To the editor:
When talking about the service sector, I am talking about civil servants, school personnel and a majority of jobs that do not produce anything. They get their income from people who are working in producing jobs, such as coal, timber, farming, manufacturing, oil and gas.
Looking back in history you can see that the Ohio Valley was blessed with the means to provide for the service sector - industries such as the steel mills, coal mines and pottery brought people here, which brought the railroads, trucking and water transportation. The wages paid by these companies to employees provided numerous families with food, shelter and clothing. Companies that built in communities spent large sums of money in building, labor, utilities, maintenance and taxes.
One example of a civil service sector job is the public school. According to Lou Dobbs in a report done in 2012, school personnel have increased by half during the past 40 years, but the student enrollment has decreased by 8.5 percent. The local district funds 44 percent, while the state funds 46 percent and the federal government funds 10 percent, for a total of 100 percent. In recent speeches, President Barack Obama wants to increase spending on education - he said we are not doing enough for the children. Taxpayers are paying 100 percent - that is enough.
If you look at the federal government, the sky is the limit. Why, Congress just recently passed a budget, after five years without one - $1 trillion, not bad for a country that has a debt of $17 trillion and growing.

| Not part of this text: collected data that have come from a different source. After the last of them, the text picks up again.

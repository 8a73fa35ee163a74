//! A single agent's live conversational state.

use crate::delegation::Delegate;
use crate::extractor::extract_tool_call;
use crate::ledger::LastAction;
use boardroom_config::AppConfig;
use boardroom_core::error::Result;
use boardroom_core::event::{DomainEvent, EventBus};
use boardroom_core::message::{ConversationMessage, SYSTEM_SPEAKER};
use boardroom_core::profile::AgentProfile;
use boardroom_core::provider::{CompletionRequest, CompletionService, PromptMessage, PromptRole};
use boardroom_core::tool::{ToolCall, ToolContext, ToolRouter};
use boardroom_memory::AgentMemory;
use chrono::Utc;
use std::sync::Arc;
use std::time::Instant;
use tracing::{debug, info, warn};

/// Tool name that routes to the delegation subsystem instead of the router.
pub const DELEGATE_TOOL: &str = "delegate";

/// Model and sampling defaults shared by every runtime a factory builds.
#[derive(Debug, Clone)]
pub struct RuntimeSettings {
    pub default_model: String,
    pub temperature: f32,
    pub max_delegation_depth: u32,
}

impl RuntimeSettings {
    pub fn from_config(config: &AppConfig) -> Self {
        Self {
            default_model: config.default_model.clone(),
            temperature: config.default_temperature,
            max_delegation_depth: config.orchestrator.max_delegation_depth,
        }
    }
}

impl Default for RuntimeSettings {
    fn default() -> Self {
        Self::from_config(&AppConfig::default())
    }
}

#[derive(Debug, Clone, Copy)]
pub struct SendOptions {
    pub extract_tools: bool,
}

impl SendOptions {
    /// Text only; model output is never scanned for commands.
    pub fn text_only() -> Self {
        Self { extract_tools: false }
    }
}

impl Default for SendOptions {
    fn default() -> Self {
        Self { extract_tools: true }
    }
}

/// Everything one turn produced.
#[derive(Debug, Clone)]
pub struct TurnOutput {
    pub text: String,
    pub tool_call: Option<ToolCall>,
    pub tool_result: Option<String>,
    pub delegated_to: Option<String>,
    /// What actually executed, for the anti-repeat ledger
    pub action: LastAction,
}

impl TurnOutput {
    fn text(text: String) -> Self {
        Self {
            text,
            tool_call: None,
            tool_result: None,
            delegated_to: None,
            action: LastAction::Conversational,
        }
    }
}

pub struct AgentRuntime {
    profile: AgentProfile,
    principal_id: String,
    depth: u32,
    settings: RuntimeSettings,
    completion: Arc<dyn CompletionService>,
    memory: AgentMemory,
    tools: ToolRouter,
    delegation: Option<Arc<dyn Delegate>>,
    events: Arc<EventBus>,
    history: Vec<ConversationMessage>,
    /// Length of the stored list as of the last load or save
    stored_len: usize,
    loaded: bool,
}

impl AgentRuntime {
    pub fn new(
        profile: AgentProfile,
        principal_id: impl Into<String>,
        completion: Arc<dyn CompletionService>,
        memory: AgentMemory,
        tools: ToolRouter,
        settings: RuntimeSettings,
    ) -> Self {
        Self {
            profile,
            principal_id: principal_id.into(),
            depth: 0,
            settings,
            completion,
            memory,
            tools,
            delegation: None,
            events: Arc::new(EventBus::default()),
            history: Vec::new(),
            stored_len: 0,
            loaded: false,
        }
    }

    pub fn with_depth(mut self, depth: u32) -> Self {
        self.depth = depth;
        self
    }

    pub fn with_delegation(mut self, delegation: Arc<dyn Delegate>) -> Self {
        self.delegation = Some(delegation);
        self
    }

    pub fn with_events(mut self, events: Arc<EventBus>) -> Self {
        self.events = events;
        self
    }

    pub fn profile(&self) -> &AgentProfile {
        &self.profile
    }

    pub fn agent_id(&self) -> &str {
        &self.profile.id
    }

    pub fn principal_id(&self) -> &str {
        &self.principal_id
    }

    pub fn depth(&self) -> u32 {
        self.depth
    }

    pub fn history(&self) -> &[ConversationMessage] {
        &self.history
    }

    /// Load persisted memory once. Later calls do nothing.
    pub async fn init(&mut self) {
        if self.loaded {
            return;
        }
        match self.memory.load().await {
            Ok(history) => self.history = history,
            Err(e) => {
                warn!(agent_id = %self.profile.id, error = %e, "Could not load agent memory, starting empty");
                self.history.clear();
            }
        }
        self.stored_len = self.history.len();
        self.loaded = true;
    }

    /// Pick up turns another runtime saved under this agent's scope since
    /// the last load or save, such as a delegated exchange.
    ///
    /// Messages this runtime holds but never saved (the last tool result)
    /// stay between the saved prefix and the newer stored turns. A failed
    /// read keeps the current history.
    pub async fn refresh(&mut self) {
        if !self.loaded {
            self.init().await;
            return;
        }
        let mut stored = match self.memory.load().await {
            Ok(stored) => stored,
            Err(e) => {
                warn!(agent_id = %self.profile.id, error = %e, "Could not refresh agent memory, keeping current history");
                return;
            }
        };
        if stored.len() <= self.stored_len {
            return;
        }

        let total = stored.len();
        let newer = stored.split_off(self.stored_len);
        debug!(agent_id = %self.profile.id, count = newer.len(), "Merged turns saved elsewhere");
        self.history.extend(newer);
        self.stored_len = total;
    }

    /// Run one turn: prompt the model, persist, then act on any tool call.
    ///
    /// A failed completion leaves history as it was before the call.
    pub async fn send_message(&mut self, text: &str, options: SendOptions) -> Result<TurnOutput> {
        self.history.push(ConversationMessage::user(text));

        let request = CompletionRequest {
            model: self
                .profile
                .model_id
                .clone()
                .unwrap_or_else(|| self.settings.default_model.clone()),
            persona: self.profile.persona.clone(),
            messages: self.prompt_messages(),
            temperature: self.settings.temperature,
        };

        debug!(agent_id = %self.profile.id, model = %request.model, messages = request.messages.len(), "Requesting completion");
        let raw = match self.completion.complete(request).await {
            Ok(raw) => raw,
            Err(e) => {
                self.history.pop();
                warn!(agent_id = %self.profile.id, error = %e, "Completion failed");
                return Err(e.into());
            }
        };

        self.history.push(ConversationMessage::agent(&self.profile.id, &raw));
        self.persist().await;

        let call = if options.extract_tools {
            extract_tool_call(&raw)
        } else {
            None
        };
        let mut output = TurnOutput::text(raw);
        if let Some(call) = call {
            self.dispatch(call, &mut output).await;
        }
        Ok(output)
    }

    fn prompt_messages(&self) -> Vec<PromptMessage> {
        self.history
            .iter()
            .map(|m| {
                let role = if m.speaker_id == self.profile.id {
                    PromptRole::Assistant
                } else if m.speaker_id == SYSTEM_SPEAKER {
                    PromptRole::System
                } else {
                    PromptRole::User
                };
                PromptMessage::new(role, &m.content)
            })
            .collect()
    }

    async fn persist(&mut self) {
        match self.memory.save(&self.history).await {
            Ok(()) => self.stored_len = self.history.len(),
            Err(e) => {
                warn!(agent_id = %self.profile.id, error = %e, "Failed to persist agent memory");
                self.events.publish(DomainEvent::PersistenceFailed {
                    agent_id: self.profile.id.clone(),
                    error_message: e.to_string(),
                    timestamp: Utc::now(),
                });
            }
        }
    }

    async fn dispatch(&mut self, call: ToolCall, output: &mut TurnOutput) {
        let result = if call.name == DELEGATE_TOOL {
            self.delegate(&call, output).await
        } else if !self.profile.allows(&call.name) {
            warn!(agent_id = %self.profile.id, tool = %call.name, "Tool not in allow-list");
            format!(
                "Agent '{}' is not allowed to use tool '{}'.",
                self.profile.id, call.name
            )
        } else {
            self.run_tool(&call, output).await
        };

        self.history.push(ConversationMessage::system(format!(
            "Tool Result ({}): {result}",
            call.name
        )));
        output.tool_result = Some(result);
        output.tool_call = Some(call);
    }

    async fn run_tool(&self, call: &ToolCall, output: &mut TurnOutput) -> String {
        let ctx = ToolContext::new(&self.principal_id, &self.profile.id);
        let started = Instant::now();
        let outcome = self.tools.execute(call, &ctx).await;

        // failed, paused and unknown calls stay conversational
        if outcome.ran() {
            let duration_ms = started.elapsed().as_millis() as u64;
            info!(agent_id = %self.profile.id, tool = %call.name, duration_ms, "Tool executed");
            self.events.publish(DomainEvent::ToolExecuted {
                tool_name: call.name.clone(),
                agent_id: self.profile.id.clone(),
                duration_ms,
                timestamp: Utc::now(),
            });
            output.action = LastAction::Concrete {
                tool: call.name.clone(),
            };
        }
        outcome.into_text()
    }

    async fn delegate(&self, call: &ToolCall, output: &mut TurnOutput) -> String {
        let Some(delegation) = &self.delegation else {
            return "Error: delegation is not available to this agent.".into();
        };
        let outcome = delegation
            .delegate(&self.profile, self.depth, &self.principal_id, call)
            .await;
        if let Some(target) = &outcome.target {
            self.events.publish(DomainEvent::DelegationCompleted {
                from_agent: self.profile.id.clone(),
                to_agent: target.clone(),
                timestamp: Utc::now(),
            });
            output.action = LastAction::Delegated {
                target: target.clone(),
            };
        }
        output.delegated_to = outcome.target;
        outcome.text
    }
}

impl std::fmt::Debug for AgentRuntime {
    fn fmt(&self, f: &mut std::fmt::Formatter<'_>) -> std::fmt::Result {
        f.debug_struct("AgentRuntime")
            .field("agent_id", &self.profile.id)
            .field("principal_id", &self.principal_id)
            .field("depth", &self.depth)
            .field("history", &self.history.len())
            .finish()
    }
}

Since the service sector has become the main employer in the United States in recent years, that is why local, state and federal government are requesting additional funding that require the raising of taxes or fees.
Recently, I was in attendance to debate the water increase for the city of Steubenville. Residents who were in attendance were all against it, but after they voiced their opinions council voted to increase the rate, which will start next month. At that meeting it was stated that the loss of the mills' water usage hurt revenue and the city lost two water contracts from gas and oil companies.
Local government officials need to focus on getting some industrialist here and have a backbone when coming to government regulations that has been killing not only our communities but our nation.